Departments of Statistics and Biology, University of Washington, Seattle, WA 98195.
Uncertain Artif Intell. 2015 Jul;2015:952-961.
Branching processes are a class of continuous-time Markov chains (CTMCs) with ubiquitous applications. A general difficulty in statistical inference under partially observed CTMC models arises in computing transition probabilities when the discrete state space is large or uncountable. Classical methods such as matrix exponentiation are infeasible for large or countably infinite state spaces, and sampling-based alternatives are computationally intensive, requiring integration over all possible hidden events. Recent work has successfully applied generating function techniques to computing transition probabilities for linear multi-type branching processes. While these techniques often require significantly fewer computations than matrix exponentiation, they also become prohibitive in applications with large populations. We propose a compressed sensing framework that significantly accelerates the generating function method, decreasing computational cost up to a logarithmic factor by only assuming the probability mass of transitions is sparse. We demonstrate accurate and efficient transition probability computations in branching process models for blood cell formation and evolution of self-replicating transposable elements in bacterial genomes.

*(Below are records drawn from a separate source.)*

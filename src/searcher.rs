//! Semantic query pipeline: embed the query with the provider that built
//! the index, run the nearest-neighbor search, and normalize raw
//! distances into a comparable score.
//!
//! Scores are in `[0, 1]`, higher is better, rounded to four decimals.
//! The formula is keyed on the metric persisted at index time, so results
//! from either backend and either metric read on the same scale.

use std::path::Path;

use crate::chunker::file_meta;
use crate::config::Config;
use crate::embedding;
use crate::error::MemoryError;
use crate::models::{SearchResult, VectorRecord};
use crate::store::{self, Metric};

/// Run a semantic search over the indexed memory. Results come back in
/// descending score order, at most `top_k` of them.
pub async fn run_search(
    config: &Config,
    query: &str,
    top_k: usize,
) -> Result<Vec<SearchResult>, MemoryError> {
    let meta = store::read_metadata(&config.vector.path)?.ok_or(MemoryError::StoreNotFound)?;

    let store = store::open_store(&config.vector).await?;
    if !store.is_initialized().await? {
        return Err(MemoryError::StoreNotFound);
    }

    let provider = embedding::select_for_query(&config.embedding, &meta.provider).await?;
    let query_vector = embedding::embed_query(&provider, &config.embedding, query).await?;

    let hits = store.search(&query_vector, top_k, meta.metric).await?;

    let mut results: Vec<SearchResult> = hits
        .into_iter()
        .map(|(record, d)| to_result(record, d, meta.metric))
        .collect();

    results.sort_by(|a, b| {
        b.score
            .partial_cmp(&a.score)
            .unwrap_or(std::cmp::Ordering::Equal)
    });

    tracing::debug!(results = results.len(), "search complete");
    Ok(results)
}

/// Map a raw distance into a `[0, 1]` relevance score, rounded to four
/// decimal places.
///
/// Cosine distance lives in `[0, 2]`, so `1 - d` is clamped at zero;
/// L2 is unbounded, so it is squashed through `1 / (1 + d)`.
pub fn normalize_score(d: f32, metric: Metric) -> f64 {
    let score = match metric {
        Metric::Cosine => (1.0 - d as f64).max(0.0),
        Metric::L2 => (1.0 / (1.0 + d as f64)).max(0.0),
    };
    (score * 10_000.0).round() / 10_000.0
}

fn to_result(record: VectorRecord, d: f32, metric: Metric) -> SearchResult {
    let chunk = record.chunk;

    // Backends that store a minimal payload leave the file-derived fields
    // empty; rebuild them from the source path.
    let (date, project, kind) = if chunk.project.is_empty() && chunk.kind.is_empty() {
        let meta = file_meta(Path::new(&chunk.source));
        (meta.date, meta.project, meta.kind)
    } else {
        (chunk.date, chunk.project, chunk.kind)
    };

    SearchResult {
        content: chunk.content,
        source: chunk.source,
        section_title: chunk.section_title,
        score: normalize_score(d, metric),
        date,
        project,
        kind,
    }
}
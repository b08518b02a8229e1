//! Embedded vector store backed by a single SQLite file.
//!
//! Embeddings are stored as little-endian f32 blobs alongside full chunk
//! metadata, and search is a brute-force scan. At personal-memory scale
//! (hundreds to low thousands of chunks) the scan is faster than any
//! index would pay for itself.

use std::collections::HashSet;
use std::str::FromStr;

use async_trait::async_trait;
use sqlx::sqlite::{SqliteConnectOptions, SqliteJournalMode, SqlitePoolOptions};
use sqlx::{Row, SqlitePool};

use crate::config::VectorConfig;
use crate::error::MemoryError;
use crate::models::{Chunk, VectorRecord};
use crate::store::{blob_to_vec, distance, vec_to_blob, Metric, VectorStore};

pub struct SqliteVectorStore {
    pool: SqlitePool,
}

impl SqliteVectorStore {
    /// Open (creating if needed) the vector database under the configured
    /// index directory.
    pub async fn open(config: &VectorConfig) -> Result<Self, MemoryError> {
        std::fs::create_dir_all(&config.path)?;
        let db_path = config.path.join("vectors.sqlite");

        let options = SqliteConnectOptions::from_str(&format!("sqlite:{}", db_path.display()))
            .map_err(|e| MemoryError::BackendFailure(e.to_string()))?
            .create_if_missing(true)
            .journal_mode(SqliteJournalMode::Wal);

        let pool = SqlitePoolOptions::new()
            .max_connections(5)
            .connect_with(options)
            .await?;

        sqlx::query(
            r#"
            CREATE TABLE IF NOT EXISTS chunks (
                id TEXT PRIMARY KEY,
                content TEXT NOT NULL,
                source TEXT NOT NULL,
                section_title TEXT NOT NULL,
                date TEXT NOT NULL,
                project TEXT NOT NULL,
                kind TEXT NOT NULL,
                content_hash TEXT NOT NULL,
                embedding BLOB NOT NULL
            )
            "#,
        )
        .execute(&pool)
        .await?;

        sqlx::query("CREATE INDEX IF NOT EXISTS idx_chunks_hash ON chunks(content_hash)")
            .execute(&pool)
            .await?;

        Ok(Self { pool })
    }
}

#[async_trait]
impl VectorStore for SqliteVectorStore {
    async fn is_initialized(&self) -> Result<bool, MemoryError> {
        let count: i64 = sqlx::query_scalar("SELECT COUNT(*) FROM chunks")
            .fetch_one(&self.pool)
            .await?;
        Ok(count > 0)
    }

    async fn contains_hash(&self, hash: &str) -> Result<bool, MemoryError> {
        let exists: i64 =
            sqlx::query_scalar("SELECT EXISTS(SELECT 1 FROM chunks WHERE content_hash = ?)")
                .bind(hash)
                .fetch_one(&self.pool)
                .await?;
        Ok(exists != 0)
    }

    async fn content_hashes(&self) -> Result<HashSet<String>, MemoryError> {
        let hashes: Vec<String> = sqlx::query_scalar("SELECT content_hash FROM chunks")
            .fetch_all(&self.pool)
            .await?;
        Ok(hashes.into_iter().collect())
    }

    async fn upsert(&self, records: &[VectorRecord]) -> Result<(), MemoryError> {
        for record in records {
            let chunk = &record.chunk;
            sqlx::query(
                r#"
                INSERT INTO chunks (id, content, source, section_title, date, project, kind, content_hash, embedding)
                VALUES (?, ?, ?, ?, ?, ?, ?, ?, ?)
                ON CONFLICT(id) DO UPDATE SET
                    content = excluded.content,
                    source = excluded.source,
                    section_title = excluded.section_title,
                    date = excluded.date,
                    project = excluded.project,
                    kind = excluded.kind,
                    content_hash = excluded.content_hash,
                    embedding = excluded.embedding
                "#,
            )
            .bind(&chunk.id)
            .bind(&chunk.content)
            .bind(&chunk.source)
            .bind(&chunk.section_title)
            .bind(&chunk.date)
            .bind(&chunk.project)
            .bind(&chunk.kind)
            .bind(&chunk.content_hash)
            .bind(vec_to_blob(&record.embedding))
            .execute(&self.pool)
            .await?;
        }
        Ok(())
    }

    async fn clear(&self) -> Result<(), MemoryError> {
        sqlx::query("DELETE FROM chunks").execute(&self.pool).await?;
        Ok(())
    }

    async fn search(
        &self,
        vector: &[f32],
        top_k: usize,
        metric: Metric,
    ) -> Result<Vec<(VectorRecord, f32)>, MemoryError> {
        let rows = sqlx::query(
            "SELECT id, content, source, section_title, date, project, kind, content_hash, embedding FROM chunks",
        )
        .fetch_all(&self.pool)
        .await?;

        let mut scored: Vec<(VectorRecord, f32)> = Vec::with_capacity(rows.len());

        for row in rows {
            let blob: Vec<u8> = row.get("embedding");
            let embedding = blob_to_vec(&blob);
            let d = distance(vector, &embedding, metric);

            let chunk = Chunk {
                id: row.get("id"),
                content: row.get("content"),
                source: row.get("source"),
                section_title: row.get("section_title"),
                date: row.get("date"),
                project: row.get("project"),
                kind: row.get("kind"),
                content_hash: row.get("content_hash"),
            };

            scored.push((VectorRecord { chunk, embedding }, d));
        }

        scored.sort_by(|a, b| a.1.partial_cmp(&b.1).unwrap_or(std::cmp::Ordering::Equal));
        scored.truncate(top_k);
        Ok(scored)
    }
}

#[cfg(test)]
mod tests {
    use super::*;
    use crate::config::VectorConfig;
    use tempfile::TempDir;

    fn test_config(dir: &TempDir) -> VectorConfig {
        let mut config = VectorConfig::default();
        config.path = dir.path().join("vectors");
        config
    }

    fn record(id: &str, hash: &str, embedding: Vec<f32>) -> VectorRecord {
        VectorRecord {
            chunk: Chunk {
                id: id.to_string(),
                content: format!("content of {}", id),
                source: "sessions/2026-03-01-demo.md".to_string(),
                section_title: "Accomplished".to_string(),
                date: "2026-03-01".to_string(),
                project: "demo".to_string(),
                kind: "session".to_string(),
                content_hash: hash.to_string(),
            },
            embedding,
        }
    }

    #[tokio::test]
    async fn test_starts_empty() {
        let dir = TempDir::new().unwrap();
        let store = SqliteVectorStore::open(&test_config(&dir)).await.unwrap();
        assert!(!store.is_initialized().await.unwrap());
        assert!(store.content_hashes().await.unwrap().is_empty());
    }

    #[tokio::test]
    async fn test_upsert_and_contains_hash() {
        let dir = TempDir::new().unwrap();
        let store = SqliteVectorStore::open(&test_config(&dir)).await.unwrap();

        store
            .upsert(&[record("a:0:h1", "h1", vec![1.0, 0.0])])
            .await
            .unwrap();

        assert!(store.is_initialized().await.unwrap());
        assert!(store.contains_hash("h1").await.unwrap());
        assert!(!store.contains_hash("h2").await.unwrap());
    }

    #[tokio::test]
    async fn test_upsert_same_id_replaces() {
        let dir = TempDir::new().unwrap();
        let store = SqliteVectorStore::open(&test_config(&dir)).await.unwrap();

        store
            .upsert(&[record("a:0:h1", "h1", vec![1.0, 0.0])])
            .await
            .unwrap();
        store
            .upsert(&[record("a:0:h1", "h2", vec![0.0, 1.0])])
            .await
            .unwrap();

        let hashes = store.content_hashes().await.unwrap();
        assert_eq!(hashes.len(), 1);
        assert!(hashes.contains("h2"));
    }

    #[tokio::test]
    async fn test_clear() {
        let dir = TempDir::new().unwrap();
        let store = SqliteVectorStore::open(&test_config(&dir)).await.unwrap();

        store
            .upsert(&[record("a:0:h1", "h1", vec![1.0, 0.0])])
            .await
            .unwrap();
        store.clear().await.unwrap();
        assert!(!store.is_initialized().await.unwrap());
    }

    #[tokio::test]
    async fn test_search_orders_by_distance() {
        let dir = TempDir::new().unwrap();
        let store = SqliteVectorStore::open(&test_config(&dir)).await.unwrap();

        store
            .upsert(&[
                record("near:0:h1", "h1", vec![1.0, 0.0]),
                record("far:0:h2", "h2", vec![-1.0, 0.0]),
                record("mid:0:h3", "h3", vec![0.0, 1.0]),
            ])
            .await
            .unwrap();

        let results = store.search(&[1.0, 0.0], 2, Metric::Cosine).await.unwrap();
        assert_eq!(results.len(), 2);
        assert_eq!(results[0].0.chunk.id, "near:0:h1");
        assert_eq!(results[1].0.chunk.id, "mid:0:h3");
        assert!(results[0].1 < results[1].1);
    }

    #[tokio::test]
    async fn test_search_roundtrips_embedding() {
        let dir = TempDir::new().unwrap();
        let store = SqliteVectorStore::open(&test_config(&dir)).await.unwrap();

        store
            .upsert(&[record("a:0:h1", "h1", vec![0.25, -0.5, 0.75])])
            .await
            .unwrap();

        let results = store
            .search(&[0.25, -0.5, 0.75], 1, Metric::L2)
            .await
            .unwrap();
        assert_eq!(results[0].0.embedding, vec![0.25, -0.5, 0.75]);
        assert!(results[0].1.abs() < 1e-6);
    }
}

分支过程是一类具有广泛应用的连续时间马尔可夫链(CTMC)。在部分观测的CTMC模型下进行统计推断时,当离散状态空间很大或不可数时,计算转移概率会出现一个普遍的困难。诸如矩阵求幂等经典方法对于大的或可数无限的状态空间是不可行的,而基于采样的替代方法计算量很大,需要对所有可能的隐藏事件进行积分。最近的工作已成功将生成函数技术应用于计算线性多类型分支过程的转移概率。虽然这些技术通常比矩阵求幂所需的计算量显著减少,但在大规模群体的应用中它们也变得令人望而却步。我们提出了一个压缩感知框架,该框架显著加速了生成函数方法,通过仅假设转移的概率质量是稀疏的,将计算成本降低到对数因子。我们在血细胞形成的分支过程模型以及细菌基因组中自我复制转座元件的进化中展示了准确且高效的转移概率计算。